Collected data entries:
╔══

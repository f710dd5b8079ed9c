//! Custom status labels, in user scope and team scope.
//!
//! Beyond the built-in goal lifecycle, users and teams can define their
//! own workflow labels. `combined_statuses` merges everything a caller
//! can use into one payload.

use crate::api::{
    is_valid_hex_color, is_valid_length, CombinedStatuses, NewStatus, StatusId, StatusPatch,
    TeamId, TeamRole, TeamStatus, UserStatus, DEFAULT_STATUS_NAMES, MAX_STATUS_NAME_LEN,
};
use crate::auth::AuthenticatedUser;
use crate::db::repositories::local::constraints;
use crate::db::repository::FullRepository;

use super::{violates, ServiceError, ServiceResult};

fn validate_input(name: Option<&str>, color: Option<&str>) -> ServiceResult<()> {
    if let Some(name) = name {
        if !is_valid_length(name, 1, MAX_STATUS_NAME_LEN) {
            return Err(ServiceError::Validation(
                "Status name must be between 1 and 50 characters".to_string(),
            ));
        }
    }
    if let Some(color) = color {
        if !is_valid_hex_color(color) {
            return Err(ServiceError::Validation(
                "Color must be a hex color like #3B82F6".to_string(),
            ));
        }
    }
    Ok(())
}

// ==================== User scope ====================

/// Create a status label owned by the caller.
pub async fn create_user_status(
    repo: &dyn FullRepository,
    user: &AuthenticatedUser,
    input: NewStatus,
) -> ServiceResult<UserStatus> {
    validate_input(Some(&input.name), input.color.as_deref())?;
    let name = input.name.clone();
    repo.insert_user_status(user.user_id, input)
        .await
        .map_err(|err| {
            if violates(&err, constraints::USER_STATUS_NAME) {
                ServiceError::Validation(format!("Status name '{}' already exists", name))
            } else {
                err.into()
            }
        })
}

/// The caller's status labels ordered for display.
pub async fn list_user_statuses(
    repo: &dyn FullRepository,
    user: &AuthenticatedUser,
) -> ServiceResult<Vec<UserStatus>> {
    Ok(repo.list_user_statuses(user.user_id).await?)
}

/// Fetch one of the caller's status labels, or report it missing.
async fn owned_user_status(
    repo: &dyn FullRepository,
    user: &AuthenticatedUser,
    id: StatusId,
) -> ServiceResult<UserStatus> {
    match repo.fetch_user_status(id).await? {
        Some(status) if status.user_id == user.user_id => Ok(status),
        _ => Err(ServiceError::NotFound("Status not found".to_string())),
    }
}

/// Update one of the caller's status labels.
pub async fn update_user_status(
    repo: &dyn FullRepository,
    user: &AuthenticatedUser,
    id: StatusId,
    patch: StatusPatch,
) -> ServiceResult<UserStatus> {
    let current = owned_user_status(repo, user, id).await?;
    validate_input(patch.name.as_deref(), patch.color.as_deref())?;
    if patch.name.is_none()
        && patch.color.is_none()
        && patch.icon.is_none()
        && patch.display_order.is_none()
    {
        return Ok(current);
    }

    repo.update_user_status(id, patch).await.map_err(|err| {
        if violates(&err, constraints::USER_STATUS_NAME) {
            ServiceError::Validation("Status name already exists".to_string())
        } else {
            err.into()
        }
    })
}

/// Delete one of the caller's status labels.
pub async fn delete_user_status(
    repo: &dyn FullRepository,
    user: &AuthenticatedUser,
    id: StatusId,
) -> ServiceResult<()> {
    owned_user_status(repo, user, id).await?;
    repo.delete_user_status(id).await?;
    Ok(())
}

// ==================== Team scope ====================

async fn membership(
    repo: &dyn FullRepository,
    team_id: TeamId,
    user: &AuthenticatedUser,
) -> ServiceResult<TeamRole> {
    match repo.find_member(team_id, user.user_id).await? {
        Some(member) => Ok(member.role),
        None => Err(ServiceError::Forbidden(
            "You are not a member of this team".to_string(),
        )),
    }
}

/// Create a status label shared by a team. Owners only.
pub async fn create_team_status(
    repo: &dyn FullRepository,
    user: &AuthenticatedUser,
    team_id: TeamId,
    input: NewStatus,
) -> ServiceResult<TeamStatus> {
    if membership(repo, team_id, user).await? != TeamRole::Owner {
        return Err(ServiceError::Forbidden(
            "Only team owners can create team statuses".to_string(),
        ));
    }
    validate_input(Some(&input.name), input.color.as_deref())?;

    let name = input.name.clone();
    repo.insert_team_status(team_id, user.user_id, input)
        .await
        .map_err(|err| {
            if violates(&err, constraints::TEAM_STATUS_NAME) {
                ServiceError::Validation(format!(
                    "Status name '{}' already exists for this team",
                    name
                ))
            } else {
                err.into()
            }
        })
}

/// A team's status labels ordered for display. Members only.
pub async fn list_team_statuses(
    repo: &dyn FullRepository,
    user: &AuthenticatedUser,
    team_id: TeamId,
) -> ServiceResult<Vec<TeamStatus>> {
    membership(repo, team_id, user).await?;
    Ok(repo.list_team_statuses(team_id).await?)
}

async fn team_status_in(
    repo: &dyn FullRepository,
    team_id: TeamId,
    id: StatusId,
) -> ServiceResult<TeamStatus> {
    match repo.fetch_team_status(id).await? {
        Some(status) if status.team_id == team_id => Ok(status),
        _ => Err(ServiceError::NotFound("Team status not found".to_string())),
    }
}

/// Update a team's status label. Owners only.
pub async fn update_team_status(
    repo: &dyn FullRepository,
    user: &AuthenticatedUser,
    team_id: TeamId,
    id: StatusId,
    patch: StatusPatch,
) -> ServiceResult<TeamStatus> {
    if membership(repo, team_id, user).await? != TeamRole::Owner {
        return Err(ServiceError::Forbidden(
            "Only team owners can update team statuses".to_string(),
        ));
    }
    let current = team_status_in(repo, team_id, id).await?;
    validate_input(patch.name.as_deref(), patch.color.as_deref())?;
    if patch.name.is_none()
        && patch.color.is_none()
        && patch.icon.is_none()
        && patch.display_order.is_none()
    {
        return Ok(current);
    }

    repo.update_team_status(id, patch).await.map_err(|err| {
        if violates(&err, constraints::TEAM_STATUS_NAME) {
            ServiceError::Validation("Status name already exists for this team".to_string())
        } else {
            err.into()
        }
    })
}

/// Delete a team's status label. Owners only.
pub async fn delete_team_status(
    repo: &dyn FullRepository,
    user: &AuthenticatedUser,
    team_id: TeamId,
    id: StatusId,
) -> ServiceResult<()> {
    if membership(repo, team_id, user).await? != TeamRole::Owner {
        return Err(ServiceError::Forbidden(
            "Only team owners can delete team statuses".to_string(),
        ));
    }
    team_status_in(repo, team_id, id).await?;
    repo.delete_team_status(id).await?;
    Ok(())
}

// ==================== Combined view ====================

/// Everything the caller can label a goal with: their own statuses, the
/// statuses of every team they belong to, and the built-in lifecycle
/// names.
pub async fn combined_statuses(
    repo: &dyn FullRepository,
    user: &AuthenticatedUser,
) -> ServiceResult<CombinedStatuses> {
    let user_statuses = repo.list_user_statuses(user.user_id).await?;

    let mut team_statuses = Vec::new();
    for team in repo.list_teams_for_user(user.user_id).await? {
        team_statuses.extend(repo.list_team_statuses(team.id).await?);
    }

    Ok(CombinedStatuses {
        user_statuses,
        team_statuses,
        default_statuses: DEFAULT_STATUS_NAMES.iter().map(|s| s.to_string()).collect(),
    })
}
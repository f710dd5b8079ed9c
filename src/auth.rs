//! Session-token authentication.
//!
//! Users authenticate with opaque bearer tokens. The raw token is returned
//! exactly once at issue time; only its SHA-256 digest is stored, so a
//! database leak does not leak usable credentials. Expiry is checked lazily
//! on every authentication; `delete_expired_sessions` exists for periodic
//! cleanup but nothing depends on it running.

use chrono::{Duration, Utc};

use crate::api::{NewSession, NewUser, User, UserId, UserRole};
use crate::db::codes::{generate_session_token, token_digest};
use crate::db::repository::{FullRepository, RepositoryError};

/// Errors from authentication operations.
#[derive(Debug, thiserror::Error)]
pub enum AuthError {
    /// The token is unknown or malformed.
    #[error("Invalid authentication token")]
    InvalidToken,

    /// The token exists but its session has expired.
    #[error("Token has expired")]
    ExpiredToken,

    /// The caller is authenticated but not allowed to do this.
    #[error("{0}")]
    Forbidden(String),

    /// Input failed validation.
    #[error("{0}")]
    Validation(String),

    /// Underlying storage failure.
    #[error(transparent)]
    Repository(#[from] RepositoryError),
}

pub type AuthResult<T> = Result<T, AuthError>;

/// The identity attached to a verified session token.
#[derive(Debug, Clone)]
pub struct AuthenticatedUser {
    pub user_id: UserId,
    pub email: String,
    pub role: UserRole,
}

/// A newly registered user together with their first session token.
///
/// The token is raw here and nowhere else.
#[derive(Debug, Clone)]
pub struct RegisteredUser {
    pub user: User,
    pub token: String,
}

/// Loose structural check; real deliverability is out of scope.
pub(crate) fn email_is_well_formed(email: &str) -> bool {
    let trimmed = email.trim();
    trimmed.len() <= 254
        && !trimmed.contains(char::is_whitespace)
        && matches!(trimmed.split_once('@'), Some((local, domain)) if !local.is_empty() && domain.contains('.'))
}

fn validate_email(email: &str) -> AuthResult<()> {
    if email_is_well_formed(email) {
        Ok(())
    } else {
        Err(AuthError::Validation("Invalid email address".to_string()))
    }
}

/// Register a new user and issue their first session.
///
/// The email must be unique (case-insensitive). Returns the created user
/// plus a raw session token valid for `session_ttl`.
pub async fn register_user(
    repo: &dyn FullRepository,
    email: &str,
    display_name: &str,
    role: Option<UserRole>,
    session_ttl: Duration,
) -> AuthResult<RegisteredUser> {
    validate_email(email)?;
    let display_name = display_name.trim();
    if display_name.is_empty() || display_name.len() > 100 {
        return Err(AuthError::Validation(
            "Display name must be between 1 and 100 characters".to_string(),
        ));
    }

    let user = repo
        .insert_user(NewUser {
            email: email.trim().to_string(),
            display_name: display_name.to_string(),
            role,
        })
        .await
        .map_err(|e| {
            if matches!(e, RepositoryError::ValidationError { .. }) {
                AuthError::Validation("A user with this email already exists".to_string())
            } else {
                AuthError::Repository(e)
            }
        })?;

    let token = issue_session(repo, user.id, session_ttl).await?;
    Ok(RegisteredUser { user, token })
}

/// Issue a new session for an existing user and return the raw token.
pub async fn issue_session(
    repo: &dyn FullRepository,
    user_id: UserId,
    ttl: Duration,
) -> AuthResult<String> {
    let token = generate_session_token();
    repo.insert_session(NewSession {
        user_id,
        token_digest: token_digest(&token),
        expires_at: Utc::now() + ttl,
    })
    .await?;
    Ok(token)
}

/// Resolve a bearer token to the user behind it.
///
/// Fails with `InvalidToken` for unknown digests and `ExpiredToken` once
/// `expires_at` has passed. Expired sessions are left in place; they can
/// never authenticate again.
pub async fn authenticate(
    repo: &dyn FullRepository,
    token: &str,
) -> AuthResult<AuthenticatedUser> {
    let session = repo
        .find_session_by_digest(&token_digest(token))
        .await?
        .ok_or(AuthError::InvalidToken)?;

    if Utc::now() >= session.expires_at {
        return Err(AuthError::ExpiredToken);
    }

    let user = repo
        .fetch_user(session.user_id)
        .await?
        .ok_or(AuthError::InvalidToken)?;

    Ok(AuthenticatedUser {
        user_id: user.id,
        email: user.email,
        role: user.role,
    })
}

/// Delete the session behind a token. Returns false if it did not exist.
pub async fn revoke_session(repo: &dyn FullRepository, token: &str) -> AuthResult<bool> {
    Ok(repo.delete_session(&token_digest(token)).await?)
}

/// Reject callers whose role is not `admin`.
pub fn require_admin(user: &AuthenticatedUser) -> AuthResult<()> {
    if user.role == UserRole::Admin {
        Ok(())
    } else {
        Err(AuthError::Forbidden(
            "Admin privileges required".to_string(),
        ))
    }
}

/// List every registered user. Admin only.
pub async fn list_users(
    repo: &dyn FullRepository,
    acting: &AuthenticatedUser,
) -> AuthResult<Vec<User>> {
    require_admin(acting)?;
    Ok(repo.list_users().await?)
}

╚══

## Required work
Which lines of the data include the string "constraints"? Copy each of them.

## Answer to the exercise
use crate::db::repositories::local::constraints;
            if violates(&err, constraints::USER_STATUS_NAME) {
        if violates(&err, constraints::USER_STATUS_NAME) {
            if violates(&err, constraints::TEAM_STATUS_NAME) {
        if violates(&err, constraints::TEAM_STATUS_NAME) {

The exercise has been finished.